Ini dia CHAPTER 33 👏

Makasih banyak mau nungguin Asta Urna UP! 💜

Sebelum baca, yuk VOTE DULU (pencet tanda bintang) biar aku makin SEMANGAT 😗

Happy reading 💕

...

Urna segera mendekati Asta yang terduduk di lantai karpet, memegangi betis kanannya.

"Asta! Kamu nggak apa-apa?" tanya Urna khawatir. Cepat-cepat ia menarik bagian bawah celana jeans Asta, agar bisa mengompres area bekas lukanya dengan sapu tangan yang Urna basahi dengan air mineral.

Itu apa? tanya Urna dalam hati. Urna belum pernah melihat bekas luka seperti itu, dan ia yakin kalau bekas luka itu bukan karena tumpahan sup tadi.

Asta segera menempelkan sapu tangan di tangan Urna lalu menarik jeansnya guna menutupi bekas luka yang Urna lihat.

"Saya nggak apa-apa, mbak," ucap Asta pada pelayan itu. Dengan bantuan Urna, pria itu bangkit berdiri.

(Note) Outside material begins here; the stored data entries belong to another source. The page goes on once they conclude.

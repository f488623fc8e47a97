//! Behavioral answer command handlers.

use anyhow::Result;
use mockmate_client::ApiGateway;
use mockmate_client::types::{ResponseFilter, SubmitResponseRequest};

use super::print_json;

pub async fn submit(
    gateway: &ApiGateway,
    question_id: i64,
    response: String,
    session: Option<i64>,
    time: Option<u32>,
) -> Result<()> {
    let mut request = SubmitResponseRequest::new(question_id, response);
    request.interview_session_id = session;
    request.response_time_seconds = time;
    let recorded = gateway.behavioral().submit(&request).await?;
    print_json(&recorded)
}

pub async fn responses(
    gateway: &ApiGateway,
    question: Option<i64>,
    session: Option<i64>,
) -> Result<()> {
    let filter = ResponseFilter {
        question_id: question,
        interview_session_id: session,
    };
    let responses = gateway.behavioral().responses(&filter).await?;
    print_json(&responses)
}

pub async fn analyze(gateway: &ApiGateway, id: i64) -> Result<()> {
    let analyzed = gateway.behavioral().analyze(id).await?;
    print_json(&analyzed)
}
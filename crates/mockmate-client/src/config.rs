//! Configuration management for the Mock-Mate client.
//!
//! Loads configuration from ${MOCKMATE_HOME}/config.toml with sensible defaults.
//! The backend base URL can be overridden with `MOCKMATE_API_URL`.

use std::fs;
use std::path::Path;
use std::time::Duration;

use anyhow::{Context, Result, bail};
use serde::{Deserialize, Serialize};

/// Env var selecting the backend base URL.
pub const API_URL_ENV: &str = "MOCKMATE_API_URL";

/// Local development backend.
pub const DEFAULT_BASE_URL: &str = "http://localhost:8080/api";

pub mod paths {
    //! Path resolution for Mock-Mate state.
    //!
    //! MOCKMATE_HOME resolution order:
    //! 1. MOCKMATE_HOME environment variable (if set)
    //! 2. ~/.config/mockmate (default)

    use std::path::PathBuf;

    /// Returns the Mock-Mate home directory.
    pub fn mockmate_home() -> PathBuf {
        if let Ok(home) = std::env::var("MOCKMATE_HOME") {
            return PathBuf::from(home);
        }

        dirs::home_dir()
            .unwrap_or_else(|| PathBuf::from("."))
            .join(".config")
            .join("mockmate")
    }

    /// Returns the path to the config.toml file.
    pub fn config_path() -> PathBuf {
        mockmate_home().join("config.toml")
    }

    /// Returns the path to the persisted bearer credential.
    pub fn credentials_path() -> PathBuf {
        mockmate_home().join("credentials.json")
    }
}

/// On-disk config file shape.
#[derive(Debug, Clone, Serialize, Deserialize)]
#[serde(default)]
pub struct FileConfig {
    /// Backend base URL, e.g. `https://mockmate.example.com/api`
    pub api_url: Option<String>,
    /// Whole-request timeout in seconds
    pub timeout_secs: u64,
    /// TCP connect timeout in seconds
    pub connect_timeout_secs: u64,
}

impl Default for FileConfig {
    fn default() -> Self {
        Self {
            api_url: None,
            timeout_secs: ClientConfig::DEFAULT_TIMEOUT_SECS,
            connect_timeout_secs: ClientConfig::DEFAULT_CONNECT_TIMEOUT_SECS,
        }
    }
}

impl FileConfig {
    /// Loads a config file, returning defaults if it doesn't exist.
    pub fn load_from(path: &Path) -> Result<Self> {
        if path.exists() {
            let contents = fs::read_to_string(path)
                .with_context(|| format!("Failed to read config from {}", path.display()))?;
            toml::from_str(&contents)
                .with_context(|| format!("Failed to parse config from {}", path.display()))
        } else {
            Ok(Self::default())
        }
    }
}

/// Resolved configuration for [`crate::ApiGateway`].
#[derive(Debug, Clone)]
pub struct ClientConfig {
    /// Base URL without trailing slash; call paths are appended verbatim
    pub base_url: String,
    pub timeout: Duration,
    pub connect_timeout: Duration,
    pub user_agent: String,
}

impl Default for ClientConfig {
    fn default() -> Self {
        Self {
            base_url: DEFAULT_BASE_URL.to_string(),
            timeout: Duration::from_secs(Self::DEFAULT_TIMEOUT_SECS),
            connect_timeout: Duration::from_secs(Self::DEFAULT_CONNECT_TIMEOUT_SECS),
            user_agent: concat!("mockmate/", env!("CARGO_PKG_VERSION")).to_string(),
        }
    }
}

impl ClientConfig {
    const DEFAULT_TIMEOUT_SECS: u64 = 30;
    const DEFAULT_CONNECT_TIMEOUT_SECS: u64 = 10;

    /// Config pointing at `base_url` with default timeouts.
    pub fn new(base_url: &str) -> Result<Self> {
        Ok(Self {
            base_url: normalize_base_url(base_url)?,
            ..Self::default()
        })
    }

    /// Loads configuration from the default config path plus environment.
    pub fn load() -> Result<Self> {
        Self::load_from(&paths::config_path())
    }

    /// Loads configuration from a specific path plus environment.
    pub fn load_from(path: &Path) -> Result<Self> {
        let file = FileConfig::load_from(path)?;
        Self::from_sources(&file, std::env::var(API_URL_ENV).ok().as_deref())
    }

    /// Merges a parsed file with an optional env override.
    ///
    /// Base URL resolution order:
    /// 1. `MOCKMATE_API_URL` (if set and non-empty)
    /// 2. `api_url` from the config file (if non-empty)
    /// 3. Default: `http://localhost:8080/api`
    pub fn from_sources(file: &FileConfig, env_url: Option<&str>) -> Result<Self> {
        let chosen = [env_url, file.api_url.as_deref()]
            .into_iter()
            .flatten()
            .map(str::trim)
            .find(|url| !url.is_empty())
            .unwrap_or(DEFAULT_BASE_URL);

        if file.timeout_secs == 0 || file.connect_timeout_secs == 0 {
            bail!("timeout_secs and connect_timeout_secs must be at least 1");
        }

        Ok(Self {
            base_url: normalize_base_url(chosen)?,
            timeout: Duration::from_secs(file.timeout_secs),
            connect_timeout: Duration::from_secs(file.connect_timeout_secs),
            ..Self::default()
        })
    }

    /// Creates a default config file at `path`; fails if one exists.
    pub fn init(path: &Path) -> Result<()> {
        if path.exists() {
            bail!("Config file already exists at {}", path.display());
        }
        if let Some(parent) = path.parent() {
            fs::create_dir_all(parent)
                .with_context(|| format!("Failed to create directory {}", parent.display()))?;
        }

        let tmp_path = path.with_extension("toml.tmp");
        fs::write(&tmp_path, default_config_template())
            .with_context(|| format!("Failed to write config to {}", tmp_path.display()))?;
        fs::rename(&tmp_path, path).with_context(|| {
            format!(
                "Failed to rename {} to {}",
                tmp_path.display(),
                path.display()
            )
        })
    }
}

fn default_config_template() -> &'static str {
    include_str!("../default_config.toml")
}

fn normalize_base_url(raw: &str) -> Result<String> {
    let trimmed = raw.trim().trim_end_matches('/');
    let parsed =
        url::Url::parse(trimmed).with_context(|| format!("Invalid Mock-Mate API URL: {raw}"))?;
    if !matches!(parsed.scheme(), "http" | "https") {
        bail!("Mock-Mate API URL must be http or https: {raw}");
    }
    Ok(trimmed.to_string())
}

#[cfg(test)]
mod tests {
    use tempfile::tempdir;

    use super::*;

    #[test]
    fn test_missing_file_returns_defaults() {
        let dir = tempdir().unwrap();
        let file = FileConfig::load_from(&dir.path().join("nope.toml")).unwrap();
        let config = ClientConfig::from_sources(&file, None).unwrap();
        assert_eq!(config.base_url, DEFAULT_BASE_URL);
        assert_eq!(config.timeout, Duration::from_secs(30));
        assert_eq!(config.connect_timeout, Duration::from_secs(10));
    }

    #[test]
    fn test_partial_file_merges_defaults() {
        let dir = tempdir().unwrap();
        let path = dir.path().join("config.toml");
        fs::write(&path, "api_url = \"https://mm.example.com/api/\"\n").unwrap();

        let file = FileConfig::load_from(&path).unwrap();
        let config = ClientConfig::from_sources(&file, None).unwrap();
        assert_eq!(config.base_url, "https://mm.example.com/api");
        assert_eq!(config.timeout, Duration::from_secs(30));
    }

    #[test]
    fn test_env_url_wins_over_file() {
        let file = FileConfig {
            api_url: Some("https://file.example.com/api".to_string()),
            ..FileConfig::default()
        };
        let config =
            ClientConfig::from_sources(&file, Some("http://127.0.0.1:9000/api")).unwrap();
        assert_eq!(config.base_url, "http://127.0.0.1:9000/api");
    }

    #[test]
    fn test_blank_env_url_is_ignored() {
        let file = FileConfig {
            api_url: Some("https://file.example.com/api".to_string()),
            ..FileConfig::default()
        };
        let config = ClientConfig::from_sources(&file, Some("   ")).unwrap();
        assert_eq!(config.base_url, "https://file.example.com/api");
    }

    #[test]
    fn test_zero_timeouts_are_rejected() {
        let dir = tempdir().unwrap();
        let path = dir.path().join("config.toml");
        fs::write(&path, "timeout_secs = 0\n").unwrap();
        let file = FileConfig::load_from(&path).unwrap();
        let err = ClientConfig::from_sources(&file, None).unwrap_err();
        assert!(err.to_string().contains("at least 1"));

        let file = FileConfig {
            connect_timeout_secs: 0,
            ..FileConfig::default()
        };
        assert!(ClientConfig::from_sources(&file, None).is_err());
    }

    #[test]
    fn test_rejects_invalid_urls() {
        assert!(ClientConfig::new("not a url").is_err());
        assert!(ClientConfig::new("ftp://example.com").is_err());
    }

    #[test]
    fn test_init_writes_template_once() {
        let dir = tempdir().unwrap();
        let path = dir.path().join("nested").join("config.toml");

        ClientConfig::init(&path).unwrap();
        let contents = fs::read_to_string(&path).unwrap();
        assert!(contents.contains("# api_url ="));
        FileConfig::load_from(&path).unwrap();

        let err = ClientConfig::init(&path).unwrap_err();
        assert!(err.to_string().contains("already exists"));
    }
}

"Kita pulang dulu, Na. Aku punya salepnya di rumah. Jangan khawatir, aku nggak apa-apa," kata Asta menenangkannya. Tangan kanannya mengusap-usap kepala Urna.

"Oke," jawab Urna pelan.

"Asta, aku aja yang nyetir," kata Urna di perjalanan mereka menuju mobil.

"Urna, it's not a big deal. Kakiku udah nggak sakit, kok," tolak Asta seraya menggoyang-goyangkan kaki kanannya.

"Tapi tetep aja, tadi kaki kamu melepuh karena supnya."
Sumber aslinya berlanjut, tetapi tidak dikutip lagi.